Everyone who signs up for the CGC will receive at least $100 worth of computation and storage credits to use in the system, she said, which should be enough to analyze data from 40 to 100 RNA sequencing experiments. Moreover, researchers who enroll in the CGC Early Adoption program will receive $500 worth of AWS credits to use in the system. Research groups who bring their own tools or private data to the system will be able to apply for extra credits up to $7,500. Beyond that, the company will distribute credits on an incremental basis.
Meanwhile, the Google-based platform being developed by the Institute for System Biology in partnership with Google and SRA International has been opened up for alpha testing and the partners are on track to have the platform ready for evaluation in January, Ilya Shmulevich, an ISB professor and principal investigator on the NCI contract, told GenomeWeb in an email.

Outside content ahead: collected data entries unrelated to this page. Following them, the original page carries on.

use serde::{Deserialize, Serialize};

use super::rect::{Point, Rect};

/// Where an interior pixel sits relative to the reference point
///
/// Variant order is the priority order: the first one whose predicate holds
/// decides the pixel's source.
#[derive(Debug, Clone, Copy, PartialEq, Eq, Hash)]
pub enum Direction {
    /// Row above the reference: copy the pixel one row up
    Above,
    /// Column left of the reference: copy the pixel one column left
    Left,
    /// Column right of the reference: copy from the rectangle's right edge
    Right,
    /// Row below the reference: copy from the rectangle's bottom edge
    Below,
    /// The reference itself: copy the bottom-right corner
    Center,
}

/// How the below-the-reference rule is evaluated
#[derive(Debug, Clone, Copy, PartialEq, Eq, Default, Serialize, Deserialize)]
#[serde(rename_all = "lowercase")]
pub enum BelowRule {
    /// `y > reference.y`
    #[default]
    Corrected,
    /// Repeats the left-of comparison, so the rule never fires and pixels in
    /// the reference column below the reference stay untouched
    Legacy,
}

impl Direction {
    /// Classify an interior point, or `None` if no rule applies
    ///
    /// `None` only happens with [`BelowRule::Legacy`].
    pub fn classify(point: Point, reference: Point, below_rule: BelowRule) -> Option<Self> {
        if point.y < reference.y {
            return Some(Self::Above);
        }
        if point.x < reference.x {
            return Some(Self::Left);
        }
        if point.x > reference.x {
            return Some(Self::Right);
        }

        let below = match below_rule {
            BelowRule::Corrected => point.y > reference.y,
            BelowRule::Legacy => point.x < reference.x,
        };
        if below {
            return Some(Self::Below);
        }

        if point == reference {
            return Some(Self::Center);
        }
        None
    }

    /// The pixel a point in this direction copies from
    pub fn source(self, point: Point, rect: &Rect) -> Point {
        match self {
            Self::Above => Point::new(point.x, point.y - 1),
            Self::Left => Point::new(point.x - 1, point.y),
            Self::Right => Point::new(rect.x1, point.y),
            Self::Below => Point::new(point.x, rect.y1),
            Self::Center => rect.bottom_right(),
        }
    }
}

#[cfg(test)]
mod tests {
    use super::*;

    fn classify_all(rect: &Rect, rule: BelowRule) -> Vec<(Point, Option<Direction>)> {
        let reference = rect.reference();
        rect.interior_column_major()
            .map(|p| (p, Direction::classify(p, reference, rule)))
            .collect()
    }

    #[test]
    fn test_two_by_two_scenario() {
        let rect = Rect::new((2, 2), (4, 4)).unwrap();
        let reference = rect.reference();

        let cases = [
            ((2, 2), Direction::Above, (2, 1)),
            ((3, 2), Direction::Above, (3, 1)),
            ((2, 3), Direction::Left, (1, 3)),
            ((3, 3), Direction::Center, (4, 4)),
        ];

        for ((x, y), direction, (sx, sy)) in cases {
            let point = Point::new(x, y);
            let got = Direction::classify(point, reference, BelowRule::Corrected);
            assert_eq!(got, Some(direction), "at ({}, {})", x, y);
            assert_eq!(direction.source(point, &rect), Point::new(sx, sy));
        }
    }

    #[test]
    fn test_corrected_rule_classifies_every_pixel() {
        for (from, to) in [((1, 1), (7, 7)), ((3, 5), (10, 6)), ((948, 230), (954, 235)), ((1, 1), (2, 9))] {
            let rect = Rect::new(from, to).unwrap();
            for (p, d) in classify_all(&rect, BelowRule::Corrected) {
                assert!(d.is_some(), "({}, {}) unclassified in {:?}", p.x, p.y, rect);
            }
        }
    }

    #[test]
    fn test_reference_always_uses_corner_copy() {
        let rect = Rect::new((4, 4), (9, 9)).unwrap();
        let reference = rect.reference();
        for rule in [BelowRule::Corrected, BelowRule::Legacy] {
            assert_eq!(Direction::classify(reference, reference, rule), Some(Direction::Center));
        }
        assert_eq!(Direction::Center.source(reference, &rect), Point::new(9, 9));
    }

    #[test]
    fn test_below_only_in_reference_column() {
        // x in 2..5, y in 2..6, reference (4, 4)
        let rect = Rect::new((2, 2), (5, 6)).unwrap();
        let below: Vec<Point> = classify_all(&rect, BelowRule::Corrected)
            .into_iter()
            .filter(|(_, d)| *d == Some(Direction::Below))
            .map(|(p, _)| p)
            .collect();
        assert_eq!(below, vec![Point::new(4, 5)]);
        assert_eq!(Direction::Below.source(Point::new(4, 5), &rect), Point::new(4, 6));
    }

    #[test]
    fn test_legacy_rule_leaves_gap_below_reference() {
        let rect = Rect::new((2, 2), (5, 6)).unwrap();
        let unclassified: Vec<Point> = classify_all(&rect, BelowRule::Legacy)
            .into_iter()
            .filter(|(_, d)| d.is_none())
            .map(|(p, _)| p)
            .collect();
        assert_eq!(unclassified, vec![Point::new(4, 5)]);

        assert!(classify_all(&rect, BelowRule::Legacy)
            .iter()
            .all(|(_, d)| *d != Some(Direction::Below)));
    }

    #[test]
    fn test_right_copies_from_right_edge() {
        let rect = Rect::new((1, 1), (7, 3)).unwrap();
        let point = Point::new(6, 2);
        assert_eq!(
            Direction::classify(point, rect.reference(), BelowRule::Corrected),
            Some(Direction::Right)
        );
        assert_eq!(Direction::Right.source(point, &rect), Point::new(7, 2));
    }
}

Specifically, Sheila Reynolds, ISB's project lead on its cancer genome pilot project, told GenomeWeb that the researchers are currently testing the platform with a select group of collaborators including the University of Texas MD Anderson Cancer Center, Oregon State University, and the British Columbia Cancer Agency's Genome Sciences Centre, she said.
In its current iteration, the ISB cloud contains all the level-three TCGA datasets and orthogonal datasets organized in Google BigQuery tables. The list of uploaded TCGA datasets includes clinical and biospecimen data; gene expression, mRNA, protein, DNA methylation, and copy number data; and there are also some cancer cell line datasets from the Cancer Genomics Hub in the platform, Reynolds said. The researchers have also uploaded controlled access TCGA data to Google storage but they are not making that available as part of the alpha run. In addition, the developers have released a series of iPython notebook tutorials that explain how to work with the data, she said.

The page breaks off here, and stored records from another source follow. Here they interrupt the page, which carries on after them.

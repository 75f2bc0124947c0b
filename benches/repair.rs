use criterion::{black_box, criterion_group, criterion_main, Criterion};

use pixel_mender::region::{BelowRule, ReadMode, Rect, RepairEngine};
use pixel_mender::video::Frame;

fn bench_repair(c: &mut Criterion) {
    let rect = Rect::new((948, 230), (954, 235)).unwrap();
    let frame = Frame::new_filled(1920, 1080, [30, 60, 90]);

    let cascade = RepairEngine::new(rect, BelowRule::Corrected, ReadMode::Cascade).unwrap();
    c.bench_function("repair_1080p_cascade", |b| {
        let mut frame = frame.clone();
        b.iter(|| cascade.repair_frame(black_box(&mut frame)).unwrap())
    });

    let snapshot = RepairEngine::new(rect, BelowRule::Corrected, ReadMode::Snapshot).unwrap();
    c.bench_function("repair_1080p_snapshot", |b| {
        let mut frame = frame.clone();
        b.iter(|| snapshot.repair_frame(black_box(&mut frame)).unwrap())
    });

    let large = Rect::new((100, 100), (400, 300)).unwrap();
    let large = RepairEngine::new(large, BelowRule::Corrected, ReadMode::Cascade).unwrap();
    c.bench_function("repair_1080p_large_rect", |b| {
        let mut frame = frame.clone();
        b.iter(|| large.repair_frame(black_box(&mut frame)).unwrap())
    });
}

criterion_group!(benches, bench_repair);
criterion_main!(benches);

The data is currently accessible via an early version of an interactive web-based application and the developers have also implemented some basic functionality for accessing the data programmatically, Reynolds said. They'll continue to develop and improve these interfaces to the data ahead of the evaluation phase in January.
"From the beginning ... we wanted to host not just the very big files, [that is] the low-level BAM and FastQ files, and allow researchers to to run pipelines on that kind of data in the cloud but to also enable less computationally-savvy users to explore the open access data and drill down ... if they have access, to controlled data. That's still very much our vision," she said.
In terms of running computations on the cloud, the developers plan to absorb the costs of exploring the data using the web-based application, Reynolds said. However, users that want to run computationally heavy analyses will have to submit requests to set up so-called Google cloud projects within the platform. Once projects been approved, the developers will fund the analysis up until some "reasonable" amount of dollars have been used up. "We will be actively monitoring usage and if people have very large projects that they want to do, it'll be a back and forth between us and them about what they want to do and how much it would cost in terms of compute and storage," she said. "It's very much going to be an experiment to see what it is people want to do and how much it will cost so we will see how it goes."
GenomeWeb reached out to the Broad Institute to get an update on the third platform — dubbed FireCloud — which is being developed for the NCI-funded initiative, but was unable to get a response as of press time. Researchers at the Broad are collaborating with investigators at the UC Berkeley and UC Santa Cruz on the platform, which will provide a version of the Broad's Firehose analysis infrastructure on the Google cloud.